START Records to use
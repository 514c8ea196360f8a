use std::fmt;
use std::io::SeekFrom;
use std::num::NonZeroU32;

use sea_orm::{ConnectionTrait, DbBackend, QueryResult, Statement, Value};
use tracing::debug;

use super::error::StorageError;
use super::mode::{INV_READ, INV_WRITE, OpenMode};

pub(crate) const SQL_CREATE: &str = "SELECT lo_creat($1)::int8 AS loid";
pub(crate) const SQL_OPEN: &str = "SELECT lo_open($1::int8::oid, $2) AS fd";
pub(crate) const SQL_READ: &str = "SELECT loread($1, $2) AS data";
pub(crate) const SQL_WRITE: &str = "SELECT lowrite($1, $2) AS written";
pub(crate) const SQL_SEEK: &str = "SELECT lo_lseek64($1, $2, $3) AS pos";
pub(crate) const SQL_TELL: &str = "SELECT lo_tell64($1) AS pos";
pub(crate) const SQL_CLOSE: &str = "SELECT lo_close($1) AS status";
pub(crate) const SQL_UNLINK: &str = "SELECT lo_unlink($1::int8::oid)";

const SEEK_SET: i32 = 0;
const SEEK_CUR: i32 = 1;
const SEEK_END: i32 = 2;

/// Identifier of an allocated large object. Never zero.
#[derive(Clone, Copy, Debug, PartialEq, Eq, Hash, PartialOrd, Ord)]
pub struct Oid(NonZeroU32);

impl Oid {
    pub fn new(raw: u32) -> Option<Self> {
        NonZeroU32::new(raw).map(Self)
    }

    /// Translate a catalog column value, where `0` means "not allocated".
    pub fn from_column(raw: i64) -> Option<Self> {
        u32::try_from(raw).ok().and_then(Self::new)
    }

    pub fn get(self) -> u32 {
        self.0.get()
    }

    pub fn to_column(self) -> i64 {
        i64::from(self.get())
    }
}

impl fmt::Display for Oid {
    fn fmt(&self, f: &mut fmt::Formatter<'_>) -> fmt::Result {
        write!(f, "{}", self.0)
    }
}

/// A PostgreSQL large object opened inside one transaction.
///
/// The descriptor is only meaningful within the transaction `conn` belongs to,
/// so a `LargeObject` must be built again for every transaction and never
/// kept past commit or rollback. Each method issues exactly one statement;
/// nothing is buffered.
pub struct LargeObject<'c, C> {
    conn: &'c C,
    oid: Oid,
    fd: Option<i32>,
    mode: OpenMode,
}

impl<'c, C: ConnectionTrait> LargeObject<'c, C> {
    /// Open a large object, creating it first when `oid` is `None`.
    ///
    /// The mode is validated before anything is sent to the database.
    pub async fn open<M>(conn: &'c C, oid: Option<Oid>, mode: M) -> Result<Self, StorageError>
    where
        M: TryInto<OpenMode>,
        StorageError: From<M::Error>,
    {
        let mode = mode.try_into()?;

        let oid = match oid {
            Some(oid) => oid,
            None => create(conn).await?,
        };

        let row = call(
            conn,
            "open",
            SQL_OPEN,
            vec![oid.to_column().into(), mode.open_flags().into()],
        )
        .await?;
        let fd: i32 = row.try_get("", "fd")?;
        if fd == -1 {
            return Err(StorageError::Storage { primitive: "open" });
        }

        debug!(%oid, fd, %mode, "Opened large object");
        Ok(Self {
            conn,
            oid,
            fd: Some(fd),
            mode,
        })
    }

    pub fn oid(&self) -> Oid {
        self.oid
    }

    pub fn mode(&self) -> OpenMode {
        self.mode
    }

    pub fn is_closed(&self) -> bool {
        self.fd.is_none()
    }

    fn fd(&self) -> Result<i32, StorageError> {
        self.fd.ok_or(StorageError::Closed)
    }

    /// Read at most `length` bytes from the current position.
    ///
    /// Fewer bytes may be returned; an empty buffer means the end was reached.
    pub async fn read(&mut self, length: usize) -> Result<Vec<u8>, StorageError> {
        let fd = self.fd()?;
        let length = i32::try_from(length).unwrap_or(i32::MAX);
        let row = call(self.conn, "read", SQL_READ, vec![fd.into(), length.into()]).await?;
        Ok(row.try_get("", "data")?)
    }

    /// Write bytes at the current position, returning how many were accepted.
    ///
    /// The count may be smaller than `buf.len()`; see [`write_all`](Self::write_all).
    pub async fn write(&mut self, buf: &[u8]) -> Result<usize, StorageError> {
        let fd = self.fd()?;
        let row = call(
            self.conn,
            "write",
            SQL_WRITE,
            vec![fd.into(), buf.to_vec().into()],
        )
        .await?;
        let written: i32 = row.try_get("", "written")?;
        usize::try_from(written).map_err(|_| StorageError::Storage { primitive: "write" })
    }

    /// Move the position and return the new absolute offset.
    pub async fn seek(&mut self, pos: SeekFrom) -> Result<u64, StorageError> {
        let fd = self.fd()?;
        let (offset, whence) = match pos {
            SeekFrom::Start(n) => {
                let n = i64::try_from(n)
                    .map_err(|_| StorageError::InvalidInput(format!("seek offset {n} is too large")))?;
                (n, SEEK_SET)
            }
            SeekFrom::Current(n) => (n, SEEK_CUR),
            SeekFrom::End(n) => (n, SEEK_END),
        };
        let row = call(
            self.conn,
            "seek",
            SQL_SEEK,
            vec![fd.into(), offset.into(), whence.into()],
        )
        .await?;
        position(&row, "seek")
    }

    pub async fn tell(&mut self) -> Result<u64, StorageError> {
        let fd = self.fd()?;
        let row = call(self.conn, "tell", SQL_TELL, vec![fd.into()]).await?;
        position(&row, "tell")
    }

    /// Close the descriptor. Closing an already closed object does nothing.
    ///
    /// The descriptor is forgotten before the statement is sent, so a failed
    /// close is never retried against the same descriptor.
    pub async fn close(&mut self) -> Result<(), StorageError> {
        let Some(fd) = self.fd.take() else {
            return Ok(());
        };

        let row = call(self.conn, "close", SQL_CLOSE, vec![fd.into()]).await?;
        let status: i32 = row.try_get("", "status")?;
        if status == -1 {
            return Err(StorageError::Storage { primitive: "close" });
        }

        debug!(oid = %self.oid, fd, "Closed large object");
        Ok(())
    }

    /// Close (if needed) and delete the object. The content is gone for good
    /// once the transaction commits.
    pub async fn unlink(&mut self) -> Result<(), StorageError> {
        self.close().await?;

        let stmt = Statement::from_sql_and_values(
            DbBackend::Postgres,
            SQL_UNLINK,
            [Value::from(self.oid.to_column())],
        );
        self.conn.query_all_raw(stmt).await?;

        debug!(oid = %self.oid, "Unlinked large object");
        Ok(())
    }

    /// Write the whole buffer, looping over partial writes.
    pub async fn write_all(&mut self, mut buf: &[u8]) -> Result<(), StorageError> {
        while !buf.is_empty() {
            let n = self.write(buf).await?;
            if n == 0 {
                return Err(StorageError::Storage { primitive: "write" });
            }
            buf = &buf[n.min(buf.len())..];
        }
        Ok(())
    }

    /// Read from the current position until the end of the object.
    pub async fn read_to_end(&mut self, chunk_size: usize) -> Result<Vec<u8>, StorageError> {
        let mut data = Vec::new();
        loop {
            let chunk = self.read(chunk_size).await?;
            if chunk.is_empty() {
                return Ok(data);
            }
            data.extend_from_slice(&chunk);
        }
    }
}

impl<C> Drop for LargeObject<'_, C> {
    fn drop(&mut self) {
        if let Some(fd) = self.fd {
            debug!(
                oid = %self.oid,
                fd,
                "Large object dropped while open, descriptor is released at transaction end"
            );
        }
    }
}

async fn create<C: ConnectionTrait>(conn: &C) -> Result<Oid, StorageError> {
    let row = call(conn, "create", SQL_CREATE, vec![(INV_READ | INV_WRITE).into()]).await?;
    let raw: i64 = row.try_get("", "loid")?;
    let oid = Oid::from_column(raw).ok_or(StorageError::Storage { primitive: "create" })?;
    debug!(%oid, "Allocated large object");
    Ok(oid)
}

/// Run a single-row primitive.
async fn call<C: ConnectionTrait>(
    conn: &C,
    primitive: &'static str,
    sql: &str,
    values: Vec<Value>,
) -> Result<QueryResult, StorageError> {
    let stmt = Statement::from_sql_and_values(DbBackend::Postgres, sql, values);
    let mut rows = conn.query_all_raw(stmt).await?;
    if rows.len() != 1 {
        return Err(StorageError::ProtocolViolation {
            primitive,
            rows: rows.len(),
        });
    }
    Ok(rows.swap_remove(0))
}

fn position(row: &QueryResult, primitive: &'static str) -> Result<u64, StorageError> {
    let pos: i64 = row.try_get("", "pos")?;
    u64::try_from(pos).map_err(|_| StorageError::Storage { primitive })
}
END Records to use
START Records to use
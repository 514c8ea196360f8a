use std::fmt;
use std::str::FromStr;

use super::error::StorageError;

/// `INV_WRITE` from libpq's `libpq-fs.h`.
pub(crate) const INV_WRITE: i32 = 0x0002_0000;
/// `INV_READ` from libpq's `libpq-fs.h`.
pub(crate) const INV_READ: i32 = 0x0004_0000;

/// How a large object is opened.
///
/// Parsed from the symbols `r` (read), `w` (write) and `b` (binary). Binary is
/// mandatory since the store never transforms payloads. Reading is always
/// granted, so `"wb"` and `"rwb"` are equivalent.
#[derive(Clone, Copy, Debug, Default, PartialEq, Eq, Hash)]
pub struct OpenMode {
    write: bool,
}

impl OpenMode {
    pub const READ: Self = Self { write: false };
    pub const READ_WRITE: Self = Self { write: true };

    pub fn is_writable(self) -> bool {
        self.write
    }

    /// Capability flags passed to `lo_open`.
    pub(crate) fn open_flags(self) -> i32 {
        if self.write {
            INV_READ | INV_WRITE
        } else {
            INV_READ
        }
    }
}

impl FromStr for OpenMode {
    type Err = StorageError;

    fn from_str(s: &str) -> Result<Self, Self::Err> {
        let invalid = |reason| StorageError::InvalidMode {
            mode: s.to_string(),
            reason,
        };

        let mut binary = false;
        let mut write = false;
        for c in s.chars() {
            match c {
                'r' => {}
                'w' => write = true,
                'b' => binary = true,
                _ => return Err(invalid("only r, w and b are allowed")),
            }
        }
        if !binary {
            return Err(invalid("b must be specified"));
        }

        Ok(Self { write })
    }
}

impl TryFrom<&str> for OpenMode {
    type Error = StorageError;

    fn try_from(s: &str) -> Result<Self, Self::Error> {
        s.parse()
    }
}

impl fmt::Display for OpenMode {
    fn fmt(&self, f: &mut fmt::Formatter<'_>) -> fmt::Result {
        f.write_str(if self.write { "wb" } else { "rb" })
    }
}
END Records to use
START Records to use
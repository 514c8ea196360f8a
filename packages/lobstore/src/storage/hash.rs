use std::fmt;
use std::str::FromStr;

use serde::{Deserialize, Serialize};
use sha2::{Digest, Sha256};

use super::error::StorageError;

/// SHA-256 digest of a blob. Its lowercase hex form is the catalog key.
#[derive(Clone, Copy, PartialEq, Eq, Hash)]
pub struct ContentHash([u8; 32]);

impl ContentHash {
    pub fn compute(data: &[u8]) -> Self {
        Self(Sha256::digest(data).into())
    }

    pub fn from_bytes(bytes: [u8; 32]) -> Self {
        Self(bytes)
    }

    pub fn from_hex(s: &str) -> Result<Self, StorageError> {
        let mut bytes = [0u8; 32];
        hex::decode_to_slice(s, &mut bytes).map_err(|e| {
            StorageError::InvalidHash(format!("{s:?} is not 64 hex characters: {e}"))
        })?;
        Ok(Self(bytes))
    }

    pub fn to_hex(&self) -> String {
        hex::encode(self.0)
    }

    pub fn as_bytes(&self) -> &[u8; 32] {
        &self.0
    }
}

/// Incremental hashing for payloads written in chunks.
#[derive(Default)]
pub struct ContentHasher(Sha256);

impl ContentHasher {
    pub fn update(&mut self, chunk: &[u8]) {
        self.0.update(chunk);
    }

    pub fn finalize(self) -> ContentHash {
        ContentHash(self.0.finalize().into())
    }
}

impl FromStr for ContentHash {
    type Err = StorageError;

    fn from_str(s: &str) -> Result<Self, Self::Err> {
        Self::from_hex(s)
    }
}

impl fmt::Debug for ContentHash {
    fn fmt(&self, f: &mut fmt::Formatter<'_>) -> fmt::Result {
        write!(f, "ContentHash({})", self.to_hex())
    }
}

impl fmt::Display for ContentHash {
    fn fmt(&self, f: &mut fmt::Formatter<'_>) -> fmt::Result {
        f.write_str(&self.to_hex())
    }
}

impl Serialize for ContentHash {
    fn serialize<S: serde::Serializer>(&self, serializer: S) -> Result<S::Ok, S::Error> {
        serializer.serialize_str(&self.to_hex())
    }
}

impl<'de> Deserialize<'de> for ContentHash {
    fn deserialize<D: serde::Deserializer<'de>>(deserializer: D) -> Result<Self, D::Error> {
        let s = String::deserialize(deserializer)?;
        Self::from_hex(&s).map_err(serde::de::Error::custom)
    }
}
END Records to use
Exercise objective
Find the word "FromStr" in the entries. Copy each line that holds it.

Response to this task
use std::str::FromStr;
impl FromStr for OpenMode {
use std::str::FromStr;
impl FromStr for ContentHash {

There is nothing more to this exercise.